**Task brief:** Every line from the one containing "pub fn record_session_started()" through the last line below should be reproduced exactly; please include nothing else.

*** Opening Study material ***

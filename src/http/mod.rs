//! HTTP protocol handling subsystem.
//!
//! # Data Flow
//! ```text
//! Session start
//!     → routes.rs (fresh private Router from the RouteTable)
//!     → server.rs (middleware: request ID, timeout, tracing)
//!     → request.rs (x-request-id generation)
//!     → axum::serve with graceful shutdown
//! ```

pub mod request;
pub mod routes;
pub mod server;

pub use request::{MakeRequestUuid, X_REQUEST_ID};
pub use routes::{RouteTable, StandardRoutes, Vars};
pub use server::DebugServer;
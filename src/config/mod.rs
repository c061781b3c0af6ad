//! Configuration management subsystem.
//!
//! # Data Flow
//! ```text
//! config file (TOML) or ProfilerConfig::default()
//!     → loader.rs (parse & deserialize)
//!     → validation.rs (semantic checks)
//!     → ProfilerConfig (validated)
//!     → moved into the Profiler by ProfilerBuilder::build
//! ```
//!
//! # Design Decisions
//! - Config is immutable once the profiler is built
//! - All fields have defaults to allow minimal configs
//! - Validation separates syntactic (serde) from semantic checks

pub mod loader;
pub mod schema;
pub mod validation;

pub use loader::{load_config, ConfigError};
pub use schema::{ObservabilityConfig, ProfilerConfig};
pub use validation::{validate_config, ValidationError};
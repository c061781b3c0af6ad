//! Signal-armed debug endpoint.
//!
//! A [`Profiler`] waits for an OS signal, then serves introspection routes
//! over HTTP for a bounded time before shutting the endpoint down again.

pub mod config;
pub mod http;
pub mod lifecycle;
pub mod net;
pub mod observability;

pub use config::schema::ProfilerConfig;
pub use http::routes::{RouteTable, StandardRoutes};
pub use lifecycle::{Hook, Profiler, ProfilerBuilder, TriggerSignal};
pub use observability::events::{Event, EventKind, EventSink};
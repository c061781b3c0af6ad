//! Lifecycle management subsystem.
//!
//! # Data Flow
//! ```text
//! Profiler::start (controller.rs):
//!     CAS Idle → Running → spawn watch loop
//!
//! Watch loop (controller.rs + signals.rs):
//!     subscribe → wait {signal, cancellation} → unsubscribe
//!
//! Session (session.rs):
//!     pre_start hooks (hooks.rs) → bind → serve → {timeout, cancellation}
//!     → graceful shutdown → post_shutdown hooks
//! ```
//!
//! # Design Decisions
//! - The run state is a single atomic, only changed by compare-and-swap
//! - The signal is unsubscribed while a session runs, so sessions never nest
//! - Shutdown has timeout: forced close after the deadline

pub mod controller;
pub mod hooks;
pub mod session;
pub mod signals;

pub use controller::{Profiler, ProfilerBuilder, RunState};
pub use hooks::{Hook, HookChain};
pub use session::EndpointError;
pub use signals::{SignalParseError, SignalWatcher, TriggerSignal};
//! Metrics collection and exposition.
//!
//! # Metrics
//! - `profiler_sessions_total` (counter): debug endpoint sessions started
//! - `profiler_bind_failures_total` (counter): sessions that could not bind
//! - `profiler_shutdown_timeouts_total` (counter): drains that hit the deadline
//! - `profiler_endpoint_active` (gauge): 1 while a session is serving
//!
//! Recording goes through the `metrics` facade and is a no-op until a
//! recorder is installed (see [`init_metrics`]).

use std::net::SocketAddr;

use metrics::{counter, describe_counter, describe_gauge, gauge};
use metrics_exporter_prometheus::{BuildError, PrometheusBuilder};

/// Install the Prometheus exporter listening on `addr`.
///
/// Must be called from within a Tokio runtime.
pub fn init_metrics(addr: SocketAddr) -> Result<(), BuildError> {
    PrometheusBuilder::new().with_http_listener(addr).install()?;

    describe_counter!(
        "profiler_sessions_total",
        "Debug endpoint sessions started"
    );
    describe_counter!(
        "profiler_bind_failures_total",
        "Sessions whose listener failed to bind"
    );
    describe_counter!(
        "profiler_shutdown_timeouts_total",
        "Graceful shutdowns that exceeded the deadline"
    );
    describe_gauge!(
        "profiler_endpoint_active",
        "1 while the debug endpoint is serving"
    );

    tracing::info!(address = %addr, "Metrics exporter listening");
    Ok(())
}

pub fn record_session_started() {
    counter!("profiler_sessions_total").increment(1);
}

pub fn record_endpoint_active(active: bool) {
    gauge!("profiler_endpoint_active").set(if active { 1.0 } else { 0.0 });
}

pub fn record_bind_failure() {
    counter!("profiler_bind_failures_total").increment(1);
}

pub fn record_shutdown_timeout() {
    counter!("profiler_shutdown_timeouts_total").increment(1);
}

*** Closing Study material ***

**Exercise output:**
pub fn record_session_started() {
    counter!("profiler_sessions_total").increment(1);
}

pub fn record_endpoint_active(active: bool) {
    gauge!("profiler_endpoint_active").set(if active { 1.0 } else { 0.0 });
}

pub fn record_bind_failure() {
    counter!("profiler_bind_failures_total").increment(1);
}

pub fn record_shutdown_timeout() {
    counter!("profiler_shutdown_timeouts_total").increment(1);
}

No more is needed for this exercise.